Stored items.
.....
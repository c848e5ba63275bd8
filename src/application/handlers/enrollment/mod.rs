//! Enrollment handlers.
//!
//! One `EnrollmentOrchestrator` sequences the components below for every
//! enrollment request:
//!
//! - `IntentServiceClient` - Creates or reuses the payment intent
//! - `ConfirmationHandler` - Drives user-paced confirmation on that intent
//! - `EnrollmentCommitter` - Atomic enrollment + payment record commit
//! - `NotificationHook` - Publishes events after the outcome is known
//! - `CacheInvalidationHandler` - Consumes those events to refresh caches

mod committer;
mod confirmation;
mod intent_client;
mod notification;
mod orchestrator;
mod session;

pub use committer::{CommitEnrollmentCommand, CommitOutcome, EnrollmentCommitter};
pub use confirmation::{
    CancelResult, ConfirmationHandler, ConfirmationResult, IntentConfirmation,
};
pub use intent_client::{IntentLease, IntentServiceClient, ObtainIntentCommand, ObtainedIntent};
pub use notification::{CacheInvalidationHandler, NotificationHook};
pub use orchestrator::{EnrollmentOrchestrator, OrchestratorConfig};
pub use session::{EnrollmentSession, SessionControl, SessionId};
//! Box records produced by the parser and consumed by the renderer.

use std::fmt;
use std::str::FromStr;

use serde::{Deserialize, Serialize};

// ────────────────────────────────────────────────────────────────────────────
// Size class
// ────────────────────────────────────────────────────────────────────────────

/// Declared footprint of a box, named after ISO paper sizes.
///
/// Each step down halves the area: A4 fills the page, A5 half of it, A6 a quarter,
/// A7 an eighth. Ordering follows the enum value, so `A4 < A7` while A4 is the larger box.
#[derive(Debug, Clone, Copy, PartialEq, Eq, PartialOrd, Ord, Hash, Serialize, Deserialize)]
pub enum SizeClass {
    A4,
    A5,
    A6,
    A7,
}

impl SizeClass {
    pub const ALL: [SizeClass; 4] = [SizeClass::A4, SizeClass::A5, SizeClass::A6, SizeClass::A7];

    /// Span on the page grid as `(columns, rows)`. The grid is 2 columns × 4 rows.
    pub fn grid_span(self) -> (u32, u32) {
        match self {
            SizeClass::A4 => (2, 4),
            SizeClass::A5 => (2, 2),
            SizeClass::A6 => (1, 2),
            SizeClass::A7 => (1, 1),
        }
    }

    /// Footprint in grid cells (A7 = 1 unit, a full page = 8 units).
    pub fn units(self) -> u32 {
        let (cols, rows) = self.grid_span();
        cols * rows
    }

    /// Fraction of a page this class occupies.
    pub fn page_fraction(self) -> f32 {
        self.units() as f32 / 8.0
    }

    pub fn token(self) -> &'static str {
        match self {
            SizeClass::A4 => "A4",
            SizeClass::A5 => "A5",
            SizeClass::A6 => "A6",
            SizeClass::A7 => "A7",
        }
    }
}

impl fmt::Display for SizeClass {
    fn fmt(&self, f: &mut fmt::Formatter<'_>) -> fmt::Result {
        f.write_str(self.token())
    }
}

/// Returned when a size token is not one of A4–A7.
#[derive(Debug, Clone, PartialEq, Eq)]
pub struct UnknownSizeToken(pub String);

impl FromStr for SizeClass {
    type Err = UnknownSizeToken;

    fn from_str(s: &str) -> Result<Self, Self::Err> {
        let token = s.trim();
        SizeClass::ALL
            .into_iter()
            .find(|class| class.token().eq_ignore_ascii_case(token))
            .ok_or_else(|| UnknownSizeToken(token.to_string()))
    }
}

// ────────────────────────────────────────────────────────────────────────────
// Content lines
// ────────────────────────────────────────────────────────────────────────────

/// One classified line of box content.
#[derive(Debug, Clone, PartialEq, Eq, Serialize, Deserialize)]
#[serde(tag = "kind", content = "line", rename_all = "snake_case")]
pub enum ContentLine {
    Text(String),
    /// `depth` counts indentation levels (two spaces or one tab each).
    Bullet { text: String, depth: u8 },
    /// `numeral` is kept exactly as written, e.g. `"3"` or `"03"`.
    Numbered { numeral: String, text: String },
    BoldTerm { term: String, explanation: String },
    /// A line inside a fenced code block, indentation included.
    Code(String),
}

impl ContentLine {
    /// The display text without any label (bullet glyph, numeral or term).
    pub fn text(&self) -> &str {
        match self {
            ContentLine::Text(text) => text,
            ContentLine::Bullet { text, .. } => text,
            ContentLine::Numbered { text, .. } => text,
            ContentLine::BoldTerm { explanation, .. } => explanation,
            ContentLine::Code(code) => code,
        }
    }
}

// ────────────────────────────────────────────────────────────────────────────
// Box
// ────────────────────────────────────────────────────────────────────────────

/// A parsed cheat-sheet box. Never mutated after parsing.
#[derive(Debug, Clone, PartialEq, Eq, Serialize, Deserialize)]
pub struct ContentBox {
    pub size_class: SizeClass,
    pub title: String,
    pub body: Vec<ContentLine>,
    /// Indices into `body` where a new paragraph starts after blank lines.
    pub paragraph_breaks: Vec<usize>,
    /// Set by a `[PAGEBREAK]` marker before the box.
    pub page_break_before: bool,
}

impl ContentBox {
    pub fn new(size_class: SizeClass) -> Self {
        Self {
            size_class,
            title: String::new(),
            body: Vec::new(),
            paragraph_breaks: Vec::new(),
            page_break_before: false,
        }
    }

    /// True if a paragraph break precedes `body[index]`.
    pub fn starts_paragraph(&self, index: usize) -> bool {
        self.paragraph_breaks.binary_search(&index).is_ok()
    }
}

#[cfg(test)]
mod tests {
    use super::*;

    #[test]
    fn test_size_class_parses_case_insensitive() {
        assert_eq!("a6".parse::<SizeClass>(), Ok(SizeClass::A6));
        assert_eq!(" A5 ".parse::<SizeClass>(), Ok(SizeClass::A5));
    }

    #[test]
    fn test_size_class_rejects_unknown_token() {
        let err = "A1".parse::<SizeClass>().unwrap_err();
        assert_eq!(err, UnknownSizeToken("A1".to_string()));
    }

    #[test]
    fn test_units_halve_with_each_class() {
        assert_eq!(SizeClass::A4.units(), 8);
        assert_eq!(SizeClass::A5.units(), 4);
        assert_eq!(SizeClass::A6.units(), 2);
        assert_eq!(SizeClass::A7.units(), 1);
        assert!((SizeClass::A6.page_fraction() - 0.25).abs() < 1e-6);
    }

    #[test]
    fn test_larger_enum_value_is_smaller_box() {
        assert!(SizeClass::A7 > SizeClass::A4);
        assert!(SizeClass::A7.units() < SizeClass::A4.units());
    }

    #[test]
    fn test_content_line_serializes_with_kind_tag() {
        let line = ContentLine::Numbered {
            numeral: "3".to_string(),
            text: "step".to_string(),
        };
        let json = serde_json::to_value(&line).unwrap();
        assert_eq!(json["kind"], "numbered");
        assert_eq!(json["line"]["numeral"], "3");
    }
}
.....
Return the data above in full. Keep every line exactly as it is.

repository c848e5ba63275bd8
filename src/application/handlers/enrollment/mod.rs
//! Enrollment handlers.
//!
//! One `EnrollmentOrchestrator` sequences the components below for every
//! enrollment request:
//!
//! - `IntentServiceClient` - Creates or reuses the payment intent
//! - `ConfirmationHandler` - Drives user-paced confirmation on that intent
//! - `EnrollmentCommitter` - Atomic enrollment + payment record commit
//! - `NotificationHook` - Publishes events after the outcome is known
//! - `CacheInvalidationHandler` - Consumes those events to refresh caches

mod committer;
mod confirmation;
mod intent_client;
mod notification;
mod orchestrator;
mod session;

pub use committer::{CommitEnrollmentCommand, CommitOutcome, EnrollmentCommitter};
pub use confirmation::{
    CancelResult, ConfirmationHandler, ConfirmationResult, IntentConfirmation,
};
pub use intent_client::{IntentLease, IntentServiceClient, ObtainIntentCommand, ObtainedIntent};
pub use notification::{CacheInvalidationHandler, NotificationHook};
pub use orchestrator::{EnrollmentOrchestrator, OrchestratorConfig};
pub use session::{EnrollmentSession, SessionControl, SessionId};
//! Box records produced by the parser and consumed by the renderer.

use std::fmt;
use std::str::FromStr;

use serde::{Deserialize, Serialize};

// ────────────────────────────────────────────────────────────────────────────
// Size class
// ────────────────────────────────────────────────────────────────────────────

/// Declared footprint of a box, named after ISO paper sizes.
///
/// Each step down halves the area: A4 fills the page, A5 half of it, A6 a quarter,
/// A7 an eighth. Ordering follows the enum value, so `A4 < A7` while A4 is the larger box.
#[derive(Debug, Clone, Copy, PartialEq, Eq, PartialOrd, Ord, Hash, Serialize, Deserialize)]
pub enum SizeClass {
    A4,
    A5,
    A6,
    A7,
}

impl SizeClass {
    pub const ALL: [SizeClass; 4] = [SizeClass::A4, SizeClass::A5, SizeClass::A6, SizeClass::A7];

    /// Span on the page grid as `(columns, rows)`. The grid is 2 columns × 4 rows.
    pub fn grid_span(self) -> (u32, u32) {
        match self {
            SizeClass::A4 => (2, 4),
            SizeClass::A5 => (2, 2),
            SizeClass::A6 => (1, 2),
            SizeClass::A7 => (1, 1),
        }
    }

    /// Footprint in grid cells (A7 = 1 unit, a full page = 8 units).
    pub fn units(self) -> u32 {
        let (cols, rows) = self.grid_span();
        cols * rows
    }

    /// Fraction of a page this class occupies.
    pub fn page_fraction(self) -> f32 {
        self.units() as f32 / 8.0
    }

    pub fn token(self) -> &'static str {
        match self {
            SizeClass::A4 => "A4",
            SizeClass::A5 => "A5",
            SizeClass::A6 => "A6",
            SizeClass::A7 => "A7",
        }
    }
}

impl fmt::Display for SizeClass {
    fn fmt(&self, f: &mut fmt::Formatter<'_>) -> fmt::Result {
        f.write_str(self.token())
    }
}

/// Returned when a size token is not one of A4–A7.
#[derive(Debug, Clone, PartialEq, Eq)]
pub struct UnknownSizeToken(pub String);

impl FromStr for SizeClass {
    type Err = UnknownSizeToken;

    fn from_str(s: &str) -> Result<Self, Self::Err> {
        let token = s.trim();
        SizeClass::ALL
            .into_iter()
            .find(|class| class.token().eq_ignore_ascii_case(token))
            .ok_or_else(|| UnknownSizeToken(token.to_string()))
    }
}

// ────────────────────────────────────────────────────────────────────────────
// Content lines
// ────────────────────────────────────────────────────────────────────────────

/// One classified line of box content.
#[derive(Debug, Clone, PartialEq, Eq, Serialize, Deserialize)]
#[serde(tag = "kind", content = "line", rename_all = "snake_case")]
pub enum ContentLine {
    Text(String),
    /// `depth` counts indentation levels (two spaces or one tab each).
    Bullet { text: String, depth: u8 },
    /// `numeral` is kept exactly as written, e.g. `"3"` or `"03"`.
    Numbered { numeral: String, text: String },
    BoldTerm { term: String, explanation: String },
    /// A line inside a fenced code block, indentation included.
    Code(String),
}

impl ContentLine {
    /// The display text without any label (bullet glyph, numeral or term).
    pub fn text(&self) -> &str {
        match self {
            ContentLine::Text(text) => text,
            ContentLine::Bullet { text, .. } => text,
            ContentLine::Numbered { text, .. } => text,
            ContentLine::BoldTerm { explanation, .. } => explanation,
            ContentLine::Code(code) => code,
        }
    }
}

// ────────────────────────────────────────────────────────────────────────────
// Box
// ────────────────────────────────────────────────────────────────────────────

/// A parsed cheat-sheet box. Never mutated after parsing.
#[derive(Debug, Clone, PartialEq, Eq, Serialize, Deserialize)]
pub struct ContentBox {
    pub size_class: SizeClass,
    pub title: String,
    pub body: Vec<ContentLine>,
    /// Indices into `body` where a new paragraph starts after blank lines.
    pub paragraph_breaks: Vec<usize>,
    /// Set by a `[PAGEBREAK]` marker before the box.
    pub page_break_before: bool,
}

impl ContentBox {
    pub fn new(size_class: SizeClass) -> Self {
        Self {
            size_class,
            title: String::new(),
            body: Vec::new(),
            paragraph_breaks: Vec::new(),
            page_break_before: false,
        }
    }

    /// True if a paragraph break precedes `body[index]`.
    pub fn starts_paragraph(&self, index: usize) -> bool {
        self.paragraph_breaks.binary_search(&index).is_ok()
    }
}

#[cfg(test)]
mod tests {
    use super::*;

    #[test]
    fn test_size_class_parses_case_insensitive() {
        assert_eq!("a6".parse::<SizeClass>(), Ok(SizeClass::A6));
        assert_eq!(" A5 ".parse::<SizeClass>(), Ok(SizeClass::A5));
    }

    #[test]
    fn test_size_class_rejects_unknown_token() {
        let err = "A1".parse::<SizeClass>().unwrap_err();
        assert_eq!(err, UnknownSizeToken("A1".to_string()));
    }

    #[test]
    fn test_units_halve_with_each_class() {
        assert_eq!(SizeClass::A4.units(), 8);
        assert_eq!(SizeClass::A5.units(), 4);
        assert_eq!(SizeClass::A6.units(), 2);
        assert_eq!(SizeClass::A7.units(), 1);
        assert!((SizeClass::A6.page_fraction() - 0.25).abs() < 1e-6);
    }

    #[test]
    fn test_larger_enum_value_is_smaller_box() {
        assert!(SizeClass::A7 > SizeClass::A4);
        assert!(SizeClass::A7.units() < SizeClass::A4.units());
    }

    #[test]
    fn test_content_line_serializes_with_kind_tag() {
        let line = ContentLine::Numbered {
            numeral: "3".to_string(),
            text: "step".to_string(),
        };
        let json = serde_json::to_value(&line).unwrap();
        assert_eq!(json["kind"], "numbered");
        assert_eq!(json["line"]["numeral"], "3");
    }
}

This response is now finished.